*** Records shown ***

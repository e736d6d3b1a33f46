//! Tab menus whose selection lives in the location.
//!
//! Each menu reads one `#`-token of the location when it is built, so nested
//! menus restore their selection after back, forward or a reload. Selecting a
//! tab rewrites the entry of the view holding the menu in place; it never
//! adds one.

use std::rc::Rc;

use crate::core::{
    document::{NodeId, NodeKind, TabMenuNode},
    runtime::Kit,
};
use crate::protocol::Location;

/// Fills the content container of a tab.
pub type TabBuilder = Rc<dyn Fn(&mut Kit, NodeId)>;

/// Told the name of the tab that just became active.
pub type TabChanged = Rc<dyn Fn(&mut Kit, &str)>;

pub(crate) struct TabMenuHandlers {
    builders: Vec<TabBuilder>,
    on_change: Option<TabChanged>,
}

#[derive(Default)]
pub struct TabMenuBuilder {
    tabs: Vec<(String, TabBuilder)>,
    on_change: Option<TabChanged>,
    default_tab: usize,
}

impl TabMenuBuilder {
    pub fn new() -> Self {
        Self::default()
    }

    pub fn add_tab(mut self, name: &str, builder: impl Fn(&mut Kit, NodeId) + 'static) -> Self {
        self.tabs.push((name.to_string(), Rc::new(builder)));
        self
    }

    /// Tab shown when the location does not name one. The first by default.
    pub fn default_tab(mut self, index: usize) -> Self {
        self.default_tab = index;
        self
    }

    pub fn on_active_tab_changed(mut self, listener: impl Fn(&mut Kit, &str) + 'static) -> Self {
        self.on_change = Some(Rc::new(listener));
        self
    }

    /// Append the menu and its content container to `parent`, then activate
    /// the tab named by the location, or the first one.
    pub fn build_and_append_to(self, kit: &mut Kit, parent: NodeId) -> NodeId {
        let owner = kit.doc.history_panel_of(parent);
        let (token, depth) = match owner {
            Some(panel) => kit.nav.next_state_token(&mut kit.doc, panel),
            None => (None, 0),
        };
        let names: Vec<String> = self.tabs.iter().map(|(name, _)| name.clone()).collect();

        let menu = kit.append(
            parent,
            NodeKind::TabMenu(TabMenuNode {
                tabs: names.clone(),
                active: None,
                depth,
                content: None,
            }),
        );
        let content = kit.container(parent);
        if let Some(node) = kit.doc.tab_menu_mut(menu) {
            node.content = Some(content);
        }
        kit.tab_menus.insert(
            menu,
            TabMenuHandlers {
                builders: self.tabs.into_iter().map(|(_, builder)| builder).collect(),
                on_change: self.on_change,
            },
        );

        if names.is_empty() {
            return menu;
        }
        let index = match token.as_deref().and_then(|token| names.iter().position(|n| n == token)) {
            Some(index) => index,
            None => {
                let index = self.default_tab.min(names.len() - 1);
                if let Some(token) = token {
                    log::debug!("no tab named {token:?}, showing {:?}", names[index]);
                }
                if let Some(panel) = owner {
                    kit.nav.select_tab_state(&mut kit.doc, panel, depth, &names[index]);
                }
                index
            }
        };
        kit.activate_tab(menu, index);
        menu
    }
}

impl Kit {
    /// Switch `menu` to tab `index`, replacing whatever the old tab built.
    pub fn select_tab(&mut self, menu: NodeId, index: usize) {
        let Some(node) = self.doc.tab_menu(menu) else {
            return;
        };
        let (Some(name), Some(content)) = (node.tabs.get(index).cloned(), node.content) else {
            return;
        };
        let depth = node.depth;
        self.clear_region(content);
        if let Some(panel) = self.doc.history_panel_of(menu) {
            self.nav.select_tab_state(&mut self.doc, panel, depth, &name);
        }
        self.activate_tab(menu, index);
    }

    fn activate_tab(&mut self, menu: NodeId, index: usize) {
        let Some(node) = self.doc.tab_menu_mut(menu) else {
            return;
        };
        node.active = Some(index);
        let (Some(name), Some(content)) = (node.tabs.get(index).cloned(), node.content) else {
            return;
        };
        let Some(handlers) = self.tab_menus.get(&menu) else {
            return;
        };
        let builder = handlers.builders.get(index).cloned();
        let on_change = handlers.on_change.clone();

        if let Some(listener) = on_change {
            listener(self, &name);
        }
        if let Some(builder) = builder {
            builder(self, content);
        }
    }

    /// Where choosing tab `index` of `menu` would lead.
    pub fn tab_location(&self, menu: NodeId, index: usize) -> Option<Location> {
        let node = self.doc.tab_menu(menu)?;
        let name = node.tabs.get(index)?;
        let panel = self.doc.history_panel_of(menu)?;
        self.nav.tab_location(&self.doc, panel, node.depth, name)
    }

    /// Tab menus of `panel`, outermost first.
    pub fn tab_menus_in(&self, panel: NodeId) -> Vec<NodeId> {
        self.doc
            .panel_content(panel)
            .into_iter()
            .filter(|id| self.doc.tab_menu(*id).is_some() && self.doc.is_visible(*id))
            .collect()
    }
}
#[cfg(test)]
mod tests {
    use super::*;

    #[test]
    fn problem_rows_link_to_details() {
        let mut renderer = ProblemsRenderer {
            show_owner: true,
            show_updated_at: false,
        };
        let mut table = Table::default();
        let items: Vec<Problem> = serde_json::from_str(
            r#"[{"id":7,"visibility":"contest_only","label":"A","name":"Sum","owner":null}]"#,
        )
        .unwrap();
        renderer.first_page(&mut table, &items);
        assert_eq!(table.header, vec!["Id", "Visibility", "Label", "Name", "Owner"]);
        assert_eq!(table.rows[0].cells, vec!["7", "Contest only", "A", "Sum", "(Deleted)"]);
        assert_eq!(table.rows[0].link, Some(Location::new("/p/7")));
        assert_eq!(renderer.query_suffix_after(&items[0]), "/id</7");
    }

    #[test]
    fn empty_lists_say_so() {
        let mut table = Table::default();
        JobsRenderer { show_creator: true }.first_page(&mut table, &[]);
        assert_eq!(table.notice.as_deref(), Some("There are no jobs to show..."));
        assert!(table.header.is_empty());
    }

    #[test]
    fn users_page_forward() {
        let user: User = serde_json::from_str(r#"{"id":12,"username":"ala","type":"teacher"}"#).unwrap();
        assert_eq!(UsersRenderer.query_suffix_after(&user), "/id>/12");
    }

    #[test]
    fn submission_status_falls_back_to_initial() {
        let mut table = Table::default();
        let items: Vec<Submission> = serde_json::from_str(
            r#"[{"id":3,"language":"cpp17","created_at":"x","initial_status":"ok","type":"final"}]"#,
        )
        .unwrap();
        SubmissionsRenderer { show_user: true }.first_page(&mut table, &items);
        assert_eq!(table.rows[0].cells, vec!["3", "C++17", "System", "x", "", "Initial: Ok", "", "Final"]);
    }

    #[test]
    fn job_creators() {
        let deleted = UserRef {
            id: 4,
            username: None,
            first_name: None,
            last_name: None,
        };
        assert_eq!(user_display(None), "System");
        assert_eq!(user_display(Some(&deleted)), "deleted (id: 4)");
    }

    #[test]
    fn filters_follow_capabilities() {
        let flags: QueryFlags = serde_json::from_str(
            r#"{"query_all":false,"query_with_visibility_public":false,
                "query_with_visibility_contest_only":false,"query_with_visibility_private":false}"#,
        )
        .unwrap();
        assert!(!can_list(PROBLEM_FILTERS, &flags));
        assert!(can_list(PROBLEM_FILTERS, &QueryFlags::default()));
    }
}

***

### Task to complete
Where does "TabMenuHandlers" appear in the records above? Copy every line that has it.

### Exercise result
pub(crate) struct TabMenuHandlers {
            TabMenuHandlers {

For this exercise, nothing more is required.